Image extraction: DALL・E2
As I wrote on this page (about crypto), I sold the Bitcoin I bought in 2017 when its price doubled, which is a past decision of mine.
After that, the price of BTC skyrocketed. I rushed to buy Bitcoin, but it was too late. Subsequently, a drastic drop brought the price back to around the cost price… Looking back, it wasn’t a significant amount of money, but at that time, it was a lot for me.
Back then, I didn’t take the time to consider the future potential of crypto seriously; cryptocurrencies (as they were called at that time) were nothing more than a speculation chasing numbers.
Since then, I’ve continued to HODL and have been accumulating monthly. However, it seems that the idea that “BTC rises after a halving, then falls” has become popular.
Therefore, if this trend is supported by charts, it could be useful for trading, and if this tendency is clear, it might be worth considering adjusting the proportion of BTC held accordingly.
The relationship between halving and charts
(Source: https://www.google.com/search?q=btcusd+chart)
Past halvings occurred in November 2009, November 2012, July 2016, and May 2020.
The halvings between 2009 and 2016 might not be very relevant since there were far fewer participants then,
Looking at May 2020, the price indeed seemed to rise from February to May. However, the sharp drop in February 2020 was due to the Corona shock, and it might just be a simple recovery from that oversold condition. In other words, the rise was just to that extent.
The drop after the halving is not apparent from the long-term chart above. On the contrary, a crazy surge began from October of the same year.
For reference, the price movement in the month of the halving is as follows:
(Source: https://www.statmuse.com/money/ask/bitcoin-value-graph-may-2020)
Actions around April 2024
The next halving is expected to start around April 2024, but based on the information above, I didn’t feel the need to do anything special for it.
I don’t know who came up with the idea that “BTC rises with the halving, then falls,” but at least it’s not evident from the long-term chart.
I wouldn’t base my actions on such speculation, especially when I personally feel there’s no foundation to it.
So, I’ll continue to HODL this year as well. However, I have no intention of increasing my purchases beyond accumulation.
…If I want to call myself part of the HODL community, I should probably keep holding BTC no matter what, and that’s my intention for the foreseeable future.
Regarding BTC’s ETF approval
Personally, I was more hopeful for the price increase due to BTC’s ETF approval than the halving.
An actual ETF was approved by the SEC on January 11, 2024, but was the rise from October 2023 due to anticipation for this?
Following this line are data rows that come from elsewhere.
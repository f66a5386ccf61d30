//! Candidate generation: concurrent lexical and vector retrieval, merged by id.
//!
//! Either source may fail or time out. The failed source contributes nothing
//! and is recorded in the trace with zero elapsed time and zero results; the
//! request only ends early when both sources fail or the union is empty.

use crate::capability::{Embedder, LexicalHit, LexicalSearch, VectorHit, VectorSearch};
use anyhow::Context;
use nexus_core::model::{Candidate, Stage, StageStatus, TraceRecorder};
use std::collections::BTreeMap;
use std::future::Future;
use std::time::{Duration, Instant};
use tokio::time::timeout;
use tracing::{debug, instrument, warn};

/// A candidate with its raw per-source scores. A missing source scores 0.
#[derive(Debug, Clone, PartialEq)]
pub struct MergedCandidate {
    pub candidate: Candidate,
    pub lexical: f32,
    pub semantic: f32,
}

/// Outcome of one retrieval source.
#[derive(Debug, Clone)]
pub struct SourceRun<T> {
    pub hits: Result<Vec<T>, String>,
    pub elapsed: Duration,
}

impl<T> SourceRun<T> {
    fn record(&self, stage: Stage, trace: &mut TraceRecorder) {
        match &self.hits {
            Ok(hits) => trace.record(stage, self.elapsed, hits.len(), StageStatus::Ok),
            Err(reason) => {
                trace.record_with_note(stage, Duration::ZERO, 0, StageStatus::Failed, reason);
            }
        }
    }
}

/// Both retrieval results for one query.
#[derive(Debug, Clone)]
pub struct Retrieval {
    pub lexical: SourceRun<LexicalHit>,
    pub vector: SourceRun<VectorHit>,
}

impl Retrieval {
    /// Append one trace entry per source.
    pub fn record(&self, trace: &mut TraceRecorder) {
        self.lexical.record(Stage::LexicalFilter, trace);
        self.vector.record(Stage::VectorSearch, trace);
    }

    /// Union of both sources, or `None` when neither produced a result set.
    #[must_use]
    pub fn merge(self) -> Option<Vec<MergedCandidate>> {
        match (self.lexical.hits, self.vector.hits) {
            (Err(_), Err(_)) => None,
            (lexical, vector) => Some(merge_candidates(
                lexical.unwrap_or_default(),
                vector.unwrap_or_default(),
            )),
        }
    }
}

/// Run lexical and vector retrieval concurrently, each bounded by `limit`.
///
/// The vector side embeds `text` first; the embed call shares the vector
/// source's timeout.
#[instrument(skip_all, fields(limit, min_similarity))]
pub async fn retrieve(
    lexical: &dyn LexicalSearch,
    vector: &dyn VectorSearch,
    embedder: &dyn Embedder,
    text: &str,
    limit: usize,
    min_similarity: f32,
    budget: Duration,
) -> Retrieval {
    let lexical_call = async {
        lexical
            .search(text, limit)
            .await
            .context("lexical search failed")
    };
    let vector_call = async {
        let embedding = embedder.embed(text).await.context("query embedding failed")?;
        vector
            .search(&embedding, min_similarity, limit)
            .await
            .context("vector search failed")
    };

    let (lexical, vector) = tokio::join!(
        timed("lexical", budget, lexical_call),
        timed("vector", budget, vector_call)
    );
    debug!(
        lexical = lexical.hits.as_ref().map_or(0, Vec::len),
        vector = vector.hits.as_ref().map_or(0, Vec::len),
        "retrieval finished"
    );
    Retrieval { lexical, vector }
}

/// Run only the lexical source; the vector stage is skipped.
pub async fn retrieve_lexical(
    lexical: &dyn LexicalSearch,
    text: &str,
    limit: usize,
    budget: Duration,
) -> SourceRun<LexicalHit> {
    timed("lexical", budget, async {
        lexical
            .search(text, limit)
            .await
            .context("lexical search failed")
    })
    .await
}

/// Record a lexical-only run in the trace.
pub fn record_lexical(run: &SourceRun<LexicalHit>, trace: &mut TraceRecorder) {
    run.record(Stage::LexicalFilter, trace);
}

async fn timed<T>(
    source: &'static str,
    budget: Duration,
    call: impl Future<Output = anyhow::Result<Vec<T>>>,
) -> SourceRun<T> {
    let started = Instant::now();
    let hits = match timeout(budget, call).await {
        Ok(Ok(hits)) => Ok(hits),
        Ok(Err(e)) => {
            warn!(source, "retrieval source failed: {e:#}");
            Err(format!("{e:#}"))
        }
        Err(_) => {
            warn!(source, budget_ms = budget.as_millis(), "retrieval source timed out");
            Err(format!("timed out after {}ms", budget.as_millis()))
        }
    };
    SourceRun {
        hits,
        elapsed: started.elapsed(),
    }
}

/// Union of lexical and vector hits keyed by candidate id, ordered by id.
///
/// A candidate found by both sources appears once with both scores. When a
/// source reports the same id twice the higher score wins. The vector copy of
/// a candidate is preferred when the lexical copy lacks an embedding.
#[must_use]
pub fn merge_candidates(lexical: Vec<LexicalHit>, vector: Vec<VectorHit>) -> Vec<MergedCandidate> {
    let mut merged: BTreeMap<String, MergedCandidate> = BTreeMap::new();

    for hit in lexical {
        let score = unit(hit.score);
        merged
            .entry(hit.candidate.id.clone())
            .and_modify(|entry| entry.lexical = entry.lexical.max(score))
            .or_insert(MergedCandidate {
                candidate: hit.candidate,
                lexical: score,
                semantic: 0.0,
            });
    }

    for hit in vector {
        let similarity = unit(hit.similarity);
        match merged.get_mut(&hit.candidate.id) {
            Some(entry) => {
                entry.semantic = entry.semantic.max(similarity);
                if entry.candidate.embedding.is_none() && hit.candidate.embedding.is_some() {
                    entry.candidate.embedding = hit.candidate.embedding;
                }
                if entry.candidate.graph_embedding.is_none() {
                    entry.candidate.graph_embedding = hit.candidate.graph_embedding;
                }
            }
            None => {
                merged.insert(
                    hit.candidate.id.clone(),
                    MergedCandidate {
                        candidate: hit.candidate,
                        lexical: 0.0,
                        semantic: similarity,
                    },
                );
            }
        }
    }

    merged.into_values().collect()
}

fn unit(value: f32) -> f32 {
    if value.is_finite() {
        value.clamp(0.0, 1.0)
    } else {
        0.0
    }
}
I don’t think the reason is clear (many might think it was anticipation for the halving), but either way, there’s been a string of positive news for crypto, in contrast to the negative global atmosphere due to wars and conflicts.
Expectations after ETF approval
What I expect after the approval of BTC’s ETF is that the investor base and investment capital dealing with BTC will increase, making technical analysis more applicable.
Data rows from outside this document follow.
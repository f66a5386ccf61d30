#![forbid(unsafe_code)]
//! Adaptive weighting for nexus ranking.
//!
//! The ranking pipeline only sees the [`ProfileStore`] capability: give it a
//! query context, get back a [`WeightProfile`](nexus_core::model::WeightProfile).
//! How those weights were derived stays behind the trait.
//!
//! Two stores are provided:
//! - [`StaticProfileStore`] always answers with one fixed profile.
//! - [`ThompsonProfileStore`] keeps Beta posteriors per query context and per
//!   candidate, updated from recorded outcomes.

pub mod log;
pub mod outcome;
pub mod store;
pub mod thompson;

pub use log::{append_feedback_event, feedback_log_path, load_feedback_events};
pub use outcome::{FeedbackEvent, Outcome, OutcomeAction};
pub use store::{NEUTRAL_HISTORY, ProfileStore, StaticProfileStore};
pub use thompson::{
    CandidateHistory, ContextPosteriors, LearnedState, ThompsonProfileStore, WeightPosterior,
    sample_multipliers, update_from_outcome,
};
There will likely be more inflows and outflows of funds for investment by institutional investors, and it would be appreciated if speculation decreases a bit as professionals become the main players in trading.
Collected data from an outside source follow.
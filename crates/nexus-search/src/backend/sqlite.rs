//! Capability adapter over the SQLite document store.
//!
//! rusqlite calls are blocking, so each one runs on the blocking thread pool
//! behind a shared connection lock.

use crate::capability::{GraphEmbeddings, LexicalHit, LexicalSearch, VectorHit, VectorSearch};
use anyhow::{Context, Result, anyhow};
use async_trait::async_trait;
use nexus_core::db::{embeddings, fts};
use parking_lot::Mutex;
use rusqlite::Connection;
use std::path::Path;
use std::sync::Arc;

#[derive(Debug, Clone)]
pub struct SqliteStore {
    conn: Arc<Mutex<Connection>>,
}

impl SqliteStore {
    #[must_use]
    pub fn new(conn: Connection) -> Self {
        Self {
            conn: Arc::new(Mutex::new(conn)),
        }
    }

    /// Open (or create) the store at `path`.
    ///
    /// # Errors
    ///
    /// Returns an error if the database cannot be opened or migrated.
    pub fn open(path: &Path) -> Result<Self> {
        Ok(Self::new(nexus_core::db::open_store(path)?))
    }

    /// Run `f` with the connection on the blocking pool.
    async fn with_conn<T, F>(&self, f: F) -> Result<T>
    where
        T: Send + 'static,
        F: FnOnce(&Connection) -> Result<T> + Send + 'static,
    {
        let conn = Arc::clone(&self.conn);
        tokio::task::spawn_blocking(move || {
            let guard = conn.lock();
            f(&guard)
        })
        .await
        .map_err(|err| anyhow!("store task failed: {err}"))?
    }
}

#[async_trait]
impl LexicalSearch for SqliteStore {
    async fn search(&self, text: &str, limit: usize) -> Result<Vec<LexicalHit>> {
        let text = text.to_string();
        let hits = self
            .with_conn(move |conn| fts::search_bm25(conn, &text, limit))
            .await
            .context("lexical search failed")?;

        Ok(hits
            .into_iter()
            .map(|hit| LexicalHit {
                candidate: hit.document,
                score: hit.score,
            })
            .collect())
    }
}

#[async_trait]
impl VectorSearch for SqliteStore {
    async fn search(
        &self,
        embedding: &[f32],
        min_similarity: f32,
        limit: usize,
    ) -> Result<Vec<VectorHit>> {
        let embedding = embedding.to_vec();
        let hits = self
            .with_conn(move |conn| embeddings::knn_search(conn, &embedding, min_similarity, limit))
            .await
            .context("vector search failed")?;

        Ok(hits
            .into_iter()
            .map(|(candidate, similarity)| VectorHit {
                candidate,
                similarity,
            })
            .collect())
    }
}

#[async_trait]
impl GraphEmbeddings for SqliteStore {
    async fn embedding_for(&self, candidate_id: &str) -> Result<Option<Vec<f32>>> {
        let candidate_id = candidate_id.to_string();
        self.with_conn(move |conn| embeddings::graph_embedding(conn, &candidate_id))
            .await
    }
}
On the other hand, I wouldn’t like it if price fluctuations were suppressed due to the reasons mentioned above and increased capital. As a day trader, I’d like to continue seeing the volatile price movements that say, “This is how crypto should be.”… Those who want to trade with a more stable chart should trade fiat.
In other words, it would be nice if pairs like BTCUSD become high volatility pairs where technical analysis is effective, but I feel like it’s too good to be true.
When to stop HODLing
Considering when to continue holding Bitcoin, it will probably be one of the following situations:
1. When the BTC price reaches the target amount
2. When it falls below the average cost price
3. If BTC is hacked
4. If crypto is banned worldwide
Scenario 1 would be a happy ending, 2 a draw, and 3 would lead to a stop-loss due to a significant crash, and 4 would be a bad ending.
In case of scenario 3, if it’s possible to sell before falling below the average cost price, it could be treated as scenario 2… It doesn’t seem easy to let go of an investment or speculation that has been worked on for years so easily. It would be remarkable if possible.
Scenario 4 can’t be entirely ruled out. There are already quite a few countries where trading is banned, and the current global economic block might have some impact, though I believe globalization is generally on an uptrend, pullbacks notwithstanding. That’s also why I’m interested in crypto.
I don’t assume a future where BTC is commonly used as electronic money. It’s often said, but I agree with the view that Bitcoin will be valued as an asset like gold.
However, there might be a case where something backed by the value of Bitcoin, similar to gold during the gold standard, could exist depending on the situation.
For scenario 1, the exit price is $100,000. It’s not very realistic yet.
But if 1BTC is worth about $100,000, the future of crypto would be even brighter, and I’d probably start buying again when the price drops.